Reputation: 2843
I rented a little tomcat server to provide http-get service for an android app via jsp on dailyRazor. The maximum java heap is "Max memory: 92.81 MB".
Default tomcat setting for maxThreads was 25. As the number of users using my service growed, i was getting lots of refused connections / timeouts for the server at prime time (which i think was because the thread pool is too small). Thats why I increased the maxThreads to 250. In this night, the server crashed showing me multiple java.lang.OutOfMemoryError s. 250 seems to be a bit to heavy for the little heap :p I temporary reduced maxThreads to 50 which seems to be fine as i dont get any more errors.
As i dont know much about tomcat, i want to ask for a good way to find the right number for maxThreads. I thought about looking at the maximum memory usage of one thread. Then maxThreads = (maxMemory / memoryOfOneThread). Is there a better solution?
thanks danijoo
Upvotes: 5
Views: 5911
Reputation: 718876
The answer is that there is no good way, AFAIK. Or more precisely, nothing that is significantly better than "try it and see".
But my real reason for Answering is to point out some flaws in your understanding of your problem, and your expectations.
Threads don't use Heap memory. Or at least not directly.
The majority of a thread's memory usage is the thread stack. The thread stack size is tunable, and has a platform-specific default that can be as much as 1Mb.
However ... the thread stack is NOT allocated in the Java heap. It is allocated in off-heap memory.
If your system crashed due to an OOME when you increased the number of stacks, then the heap usage was due to the code running on the threads, not the threads themselves. (OK, you probably knew that.)
If you have a problem with requests being dropped etcetera, then increasing the number of threads is not normally the solution. In fact, it is quite likely to make throughput worse.
The thing is, that for a thread to execute it has to be assigned to a processor; i.e. a "core". Your Tomcat server may have 2 or 4 cores (I guess). So that means only 2 or 4 threads can be executing at any time. With 25 threads that meant that when all 25 are active, they get roughly 1/6th of a core's worth of CPU time. With 250 threads active (if that ever happened) they'd get 1/60th of a core. In the mean time:
Each of those requests will have created a bunch of objects, that can't be garbage collected until the request is finished.
Each of those requests could be competing for database cycles, disc I/O bandwidth, network bandwidth, and so on.
Depending on the nature of the application, there could be increased contention over data structures / database rows, resulting in increased thread context switch overheads.
There will be a sweet spot where the number of threads gives you the best request throughput.
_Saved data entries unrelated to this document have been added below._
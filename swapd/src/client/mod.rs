//! The narrow interface the liquidity manager consumes: quotes, dispatch,
//! server restrictions, the channel snapshot and the swap store snapshot.

pub(crate) mod http;
pub(crate) mod types;

use std::fmt;

use async_trait::async_trait;

use crate::client::types::{
	ChannelInfo, ExistingSwap, LoopInQuote, LoopInQuoteRequest, LoopInRequest, LoopOutQuote,
	LoopOutQuoteRequest, OutRequest, Restrictions, SwapInfo,
};

/// The capability surface of the swap daemon backend. Production uses the
/// HTTP client in [`http`]; tests substitute an in-memory mock.
#[async_trait]
pub(crate) trait SwapClient: Send + Sync {
	async fn loop_out_quote(
		&self, request: LoopOutQuoteRequest,
	) -> Result<LoopOutQuote, ClientError>;

	async fn loop_in_quote(&self, request: LoopInQuoteRequest)
		-> Result<LoopInQuote, ClientError>;

	async fn loop_out(&self, request: OutRequest) -> Result<SwapInfo, ClientError>;

	async fn loop_in(&self, request: LoopInRequest) -> Result<SwapInfo, ClientError>;

	async fn restrictions(&self) -> Result<Restrictions, ClientError>;

	async fn list_channels(&self) -> Result<Vec<ChannelInfo>, ClientError>;

	async fn list_loop_out(&self) -> Result<Vec<ExistingSwap>, ClientError>;

	async fn list_loop_in(&self) -> Result<Vec<ExistingSwap>, ClientError>;
}

/// Failure of a remote call. All variants are treated as transient by the
/// liquidity manager; they never abort the daemon.
#[derive(Clone, Debug, PartialEq, Eq)]
pub(crate) enum ClientError {
	/// The call did not complete within the configured client timeout.
	Timeout,
	/// The request could not be delivered or the response not read.
	Transport(String),
	/// The remote end answered with an error.
	Remote(String),
}

impl fmt::Display for ClientError {
	fn fmt(&self, f: &mut fmt::Formatter<'_>) -> fmt::Result {
		match self {
			ClientError::Timeout => write!(f, "remote call timed out"),
			ClientError::Transport(msg) => write!(f, "transport error: {}", msg),
			ClientError::Remote(msg) => write!(f, "remote error: {}", msg),
		}
	}
}

impl std::error::Error for ClientError {}
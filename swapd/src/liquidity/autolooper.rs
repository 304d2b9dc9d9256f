// This file is Copyright its original authors, visible in version control
// history.
//
// This file is licensed under the Apache License, Version 2.0 <LICENSE-APACHE
// or http://www.apache.org/licenses/LICENSE-2.0> or the MIT license
// <LICENSE-MIT or http://opensource.org/licenses/MIT>, at your option.
// You may not use this file except in accordance with one or both of these
// licenses.

//! The ticker-driven dispatch loop. Each tick runs the suggestion pipeline on
//! a fresh parameter snapshot and, when autoloop is enabled, dispatches the
//! emitted intents in order.

use std::sync::Arc;
use std::time::Duration;

use log::{debug, error, info, warn};
use tokio::sync::watch;
use tokio::time::MissedTickBehavior;

use crate::liquidity::params::Parameters;
use crate::liquidity::suggest::{with_timeout, SwapIntent};
use crate::liquidity::LiquidityManager;

/// The default wait between autoloop ticks.
pub(crate) const DEFAULT_TICK_INTERVAL: Duration = Duration::from_secs(10 * 60);

/// Runs the autolooper until `shutdown` flips to true or its sender is
/// dropped. Ticks are strictly serialized on this task; a ticker fire during
/// an in-progress tick is skipped, not queued. Shutdown aborts any remote
/// call the current tick is waiting on.
pub(crate) async fn run(
	manager: Arc<LiquidityManager>, tick_interval: Duration, mut shutdown: watch::Receiver<bool>,
) {
	info!("autolooper running, ticking every {}s", tick_interval.as_secs());

	let mut ticker = tokio::time::interval(tick_interval);
	ticker.set_missed_tick_behavior(MissedTickBehavior::Skip);
	// The interval's first tick completes immediately; consume it so the
	// first real tick lands one full interval after startup.
	ticker.tick().await;

	loop {
		tokio::select! {
			_ = ticker.tick() => {
				tokio::select! {
					_ = manager.tick() => {},
					_ = wait_shutdown(&mut shutdown) => break,
				}
			},
			_ = wait_shutdown(&mut shutdown) => break,
		}
	}

	info!("autolooper stopped");
}

async fn wait_shutdown(shutdown: &mut watch::Receiver<bool>) {
	loop {
		if *shutdown.borrow() {
			return;
		}
		// A dropped sender also means the daemon is going down.
		if shutdown.changed().await.is_err() {
			return;
		}
	}
}

impl LiquidityManager {
	/// One tick: snapshot the parameters, run the suggester, and dispatch
	/// the result when autoloop is enabled. Per-tick errors are logged and
	/// absorbed; the loop always returns to the ticker.
	pub(crate) async fn tick(&self) {
		let params = self.parameters();

		let suggestions = match self.suggest_with_params(&params).await {
			Ok(suggestions) => suggestions,
			Err(error) => {
				warn!("autoloop tick aborted: {}", error);
				return;
			},
		};

		for (target, reason) in &suggestions.disqualified {
			debug!("autoloop: {} disqualified: {}", target, reason);
		}

		if !params.autoloop {
			// Suggest-only mode: publish the outcome to the log; the
			// operator surface serves the same pipeline on demand.
			if !suggestions.suggestions.is_empty() {
				info!(
					"autoloop disabled: {} swap(s) suggested but not dispatched",
					suggestions.suggestions.len()
				);
			}
			return;
		}

		for intent in suggestions.suggestions {
			self.dispatch(&params, intent).await;
		}
	}

	/// Fire-and-forget dispatch; the external swap state machine takes over
	/// once the call returns. A failed dispatch does not affect the other
	/// intents of the tick.
	async fn dispatch(&self, params: &Parameters, intent: SwapIntent) {
		let swap_type = intent.swap_type();
		let amount_sat = intent.amount_sat();

		let result = match intent {
			SwapIntent::Out(request) => {
				with_timeout(params.client_timeout, self.client().loop_out(request)).await
			},
			SwapIntent::In(request) => {
				with_timeout(params.client_timeout, self.client().loop_in(request)).await
			},
		};

		match result {
			Ok(swap) => {
				info!("autoloop dispatched {} of {} sat: {}", swap_type, amount_sat, swap.swap_hash)
			},
			Err(error) => {
				error!("autoloop failed to dispatch {} of {} sat: {}", swap_type, amount_sat, error)
			},
		}
	}
}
If you significantly past that, throughput (requests completed per second) will drop off, and average time to process each request will increase. Go too far and the system will grind to a halt. (OOMEs are one way this can happen. Another is requests taking so long that the clients time out and stop waiting for the responses.)
Basically, your application (when optimally tuned) will achieve a certain average throughput rate. If your actual request rate exceeds that, then the best strategy is to process the ones that you can, and drop the rest quickly. Dropping requests may seem bad, but it is better than the alternative which is taking so long to respond that the requestor times out the request and launches a new one.
Upvotes: 0
Reputation: 136022
You should add stack size in your formula. It depends on JVM, e.g. for HotSpot default stack size is about 512k per thread on 32-bit JVM. BTW with such small memory amount like you say and with 250 threads stack size may be the actual problem. Note that you can change it with -Xss
option.
Upvotes: 0
Reputation: 17435
The amount of memory used per thread depends on what you do in the thread. So it depends on your software.
It's not that easy to calculate.
But 92MB for a tomcat, that's very tight. I would look for a way to tackle that.